The total number of cases in the state is 984,880 in 102 counties, with a total of 16,834 deaths. IDPH says that in the past 24 hours, 48,254 test specimens have been processed, with a positivity rate of 10.5%. The preliminary seven-day statewide positivity rate for cases as a percent of total tests from Dec. 28 – Jan. 3 is 8.6%, and the seven-day test positivity rate is 9.8%.

Statewide COVID-19 hospitalizations in the past 24 hours increased from 3,817 patients to 3,948 patients. Of that figure, 816 patients were in the ICU, with 471 patients on ventilators.

Today’s Centers for Disease Control and Prevention (CDC) figures showed more than 20.5 million confirmed and presumptive positive cases of COVID-19 in the U.S. (a daily increase of more than 212,000 cases), with 350,664 deaths.

Today’s WHO Coronavirus Disease Dashboard showed more than 83.9 million COVID-19 cases globally (a daily increase of more than 583,000 cases), with more than 1.83 million deaths. The Region of the Americas (includes the U.S.) continues to lead the world with more than 36.6 million cases and more than 876,000 deaths.


IDPH Tracking COVID-19 Variant
The Illinois Dept. of Public Health (IDPH) is now tracking a new variant of the virus that causes COVID-19, which has been identified in the United Kingdom and reported in at least three states in the U.S. but not yet in Illinois. The U.S. cases are not known to be linked to travel, which could indicate community spread. Illinois is increasing its surveillance for the variant by performing genomic sequence testing on an increased number of specimens that have been collected.

"Viruses are constantly changing through mutation and variant virus are expected," said IDPH Director Dr. Ngozi Ezike. "At this time, we have no evidence that infections by this variant cause more severe disease or death. However, early study shows the variant may spread more easily and quickly. We will continue to work with academic partners, laboratory researchers, physicians, and the Centers for Disease Control and Prevention (CDC) to monitor for cases."

Public health experts are working to better understand the potential impact of this variant, including how the variant spreads and how it affects people who are infected.

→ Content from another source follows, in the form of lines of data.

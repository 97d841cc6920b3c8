//! In-memory implementation of the schema catalog.
//!
//! Mirrors the server behaviour the initializer relies on: a new collection
//! gets the `_id_` index, `create_index` implicitly creates its collection,
//! and creating an index that clashes with an existing definition fails.
//! Failures can be injected per operation, and every mutation is counted so
//! callers can assert that nothing changed.

use std::collections::HashMap;
use std::sync::atomic::{AtomicBool, AtomicUsize, Ordering};

use async_trait::async_trait;
use tokio::sync::Mutex;

use crate::errors::InitError;
use crate::interfaces::SchemaCatalog;
use crate::types::{ExistingIndex, IndexSpec};

/// Catalog operations, used to target injected failures.
#[derive(Debug, Clone, Copy, PartialEq, Eq, Hash)]
pub enum CatalogOp {
    Ping,
    CollectionExists,
    CreateCollection,
    ListIndexes,
    CreateIndex,
}

#[derive(Debug, Default)]
struct CollectionState {
    indexes: Vec<ExistingIndex>,
    documents: usize,
}

impl CollectionState {
    fn new() -> Self {
        Self {
            indexes: vec![ExistingIndex::primary_key()],
            documents: 0,
        }
    }
}

type Namespace = (String, String);

fn namespace(database: &str, collection: &str) -> Namespace {
    (database.to_string(), collection.to_string())
}

/// A catalog kept entirely in process memory.
///
/// # Example
///
/// ```
/// use webhook_schema::{InMemoryCatalog, SchemaInitializer, SchemaTarget};
/// use std::sync::Arc;
///
/// # async fn example() -> Result<(), webhook_schema::InitError> {
/// let catalog = Arc::new(InMemoryCatalog::new());
/// let initializer = SchemaInitializer::new(catalog.clone(), SchemaTarget::default());
/// initializer.initialize().await?;
/// assert_eq!(catalog.indexes("webhook_db", "webhook_requests").await.len(), 5);
/// # Ok(())
/// # }
/// ```
#[derive(Debug, Default)]
pub struct InMemoryCatalog {
    collections: Mutex<HashMap<Namespace, CollectionState>>,
    failures: Mutex<HashMap<CatalogOp, InitError>>,
    mutations: AtomicUsize,
    closed: AtomicBool,
}

impl InMemoryCatalog {
    /// Create an empty catalog: no databases, no collections.
    pub fn new() -> Self {
        Self::default()
    }

    /// Seed an existing collection holding `documents` documents.
    pub fn with_collection(mut self, database: &str, collection: &str, documents: usize) -> Self {
        self.collections
            .get_mut()
            .entry(namespace(database, collection))
            .or_insert_with(CollectionState::new)
            .documents = documents;
        self
    }

    /// Seed an existing index, creating its collection if needed.
    pub fn with_index(mut self, database: &str, collection: &str, index: ExistingIndex) -> Self {
        self.collections
            .get_mut()
            .entry(namespace(database, collection))
            .or_insert_with(CollectionState::new)
            .indexes
            .push(index);
        self
    }

    /// Make every call to `op` fail with `error`.
    pub fn with_failure(mut self, op: CatalogOp, error: InitError) -> Self {
        self.failures.get_mut().insert(op, error);
        self
    }

    /// Current indexes of a collection, primary key included.
    pub async fn indexes(&self, database: &str, collection: &str) -> Vec<ExistingIndex> {
        self.collections
            .lock()
            .await
            .get(&namespace(database, collection))
            .map(|state| state.indexes.clone())
            .unwrap_or_default()
    }

    /// Number of documents in a collection; zero if it does not exist.
    pub async fn document_count(&self, database: &str, collection: &str) -> usize {
        self.collections
            .lock()
            .await
            .get(&namespace(database, collection))
            .map(|state| state.documents)
            .unwrap_or(0)
    }

    /// Number of catalog changes made through the `SchemaCatalog` interface.
    pub fn mutation_count(&self) -> usize {
        self.mutations.load(Ordering::SeqCst)
    }

    pub fn is_closed(&self) -> bool {
        self.closed.load(Ordering::SeqCst)
    }

    async fn check_failure(&self, op: CatalogOp) -> Result<(), InitError> {
        match self.failures.lock().await.get(&op) {
            Some(error) => Err(error.clone()),
            None => Ok(()),
        }
    }
}

#[async_trait]
impl SchemaCatalog for InMemoryCatalog {
    async fn ping(&self) -> Result<(), InitError> {
        self.check_failure(CatalogOp::Ping).await
    }

    async fn collection_exists(
        &self,
        database: &str,
        collection: &str,
    ) -> Result<bool, InitError> {
        self.check_failure(CatalogOp::CollectionExists).await?;
        Ok(self
            .collections
            .lock()
            .await
            .contains_key(&namespace(database, collection)))
    }

    async fn create_collection(
        &self,
        database: &str,
        collection: &str,
    ) -> Result<bool, InitError> {
        self.check_failure(CatalogOp::CreateCollection).await?;
        let mut collections = self.collections.lock().await;
        let key = namespace(database, collection);
        if collections.contains_key(&key) {
            return Ok(false);
        }
        collections.insert(key, CollectionState::new());
        self.mutations.fetch_add(1, Ordering::SeqCst);
        Ok(true)
    }

    async fn list_indexes(
        &self,
        database: &str,
        collection: &str,
    ) -> Result<Vec<ExistingIndex>, InitError> {
        self.check_failure(CatalogOp::ListIndexes).await?;
        Ok(self.indexes(database, collection).await)
    }

    async fn create_index(
        &self,
        database: &str,
        collection: &str,
        spec: &IndexSpec,
    ) -> Result<String, InitError> {
        self.check_failure(CatalogOp::CreateIndex).await?;
        let name = spec.name();
        let mut collections = self.collections.lock().await;
        let key = namespace(database, collection);
        if !collections.contains_key(&key) {
            self.mutations.fetch_add(1, Ordering::SeqCst);
        }
        let state = collections.entry(key).or_insert_with(CollectionState::new);

        if let Some(existing) = state.indexes.iter().find(|index| index.name == name) {
            if !existing.has_same_keys(spec) {
                return Err(InitError::schema_conflict(
                    &name,
                    "An existing index has the same name as the requested index but different keys",
                ));
            }
            if !existing.has_same_options(spec) {
                return Err(InitError::schema_conflict(
                    &name,
                    "An existing index has the same name as the requested index but different options",
                ));
            }
            return Ok(name);
        }

        if let Some(existing) = state.indexes.iter().find(|index| index.has_same_keys(spec)) {
            return Err(InitError::schema_conflict(
                &name,
                format!(
                    "Index already exists with a different name: {}",
                    existing.name
                ),
            ));
        }

        state.indexes.push(ExistingIndex::from_spec(spec));
        self.mutations.fetch_add(1, Ordering::SeqCst);
        Ok(name)
    }

    async fn close(&self) {
        self.closed.store(true, Ordering::SeqCst);
    }
}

FDA Update on Additional Pfizer COVID-19 Vaccine Doses
Late last month, the U.S. Food and Drug Administration (FDA) posted an updated letter of authorization, health care provider fact sheet and frequently asked questions regarding the number of Pfizer-BioNTech doses in a vial. These updates are consistent with previous FDA advice that it would be acceptable to use every full dose obtainable (the sixth, or possibly even a seventh) from each vial, pending resolution of the issue. However, since the vaccine does not contain preservative, it is critical to note that any further remaining product that does not constitute a full dose should not be pooled from multiple vials to create one.


Briefly Noted
On Dec. 27, President Trump signed into law a $900 billion COVID-19 stimulus/relief package along with an annual spending bill totaling $1.4 trillion, avoiding a government shutdown.

The Illinois House is now scheduled to convene Jan. 8 in Springfield for a “lame-duck” session that could last until Jan. 13 —the date a new legislative session will convene. State senators have been told to prepare for a similar schedule.

Governor J.B. Pritzker today announced that he is appointing Dana Popish Severinghaus Director of the Illinois Dept. of Insurance. Popish Severinghaus was formerly Legislative and Regulatory Counsel at Allstate Insurance Company where she advised Allstate and its subsidiaries on legal, regulatory and legislative matters across the Midwest. Before that, she served as Senior Policy Advisor at the State of Illinois in Central Management Services where she saw oversaw the Bureau of Benefits. Prior to that, Popish Severinghaus served as the Director of Government Relations for Blue Cross Blue Shield of Illinois.

State Senator Andy Manar (D-Bunker Hill) today announced he is resigning from the Illinois Senate on Jan. 17. Governor Pritzker announced that Manar will become one of his senior advisors on Jan. 19, advising him on a range of issues, including downstate economic revitalization, appropriations, and COVID-19 recovery efforts.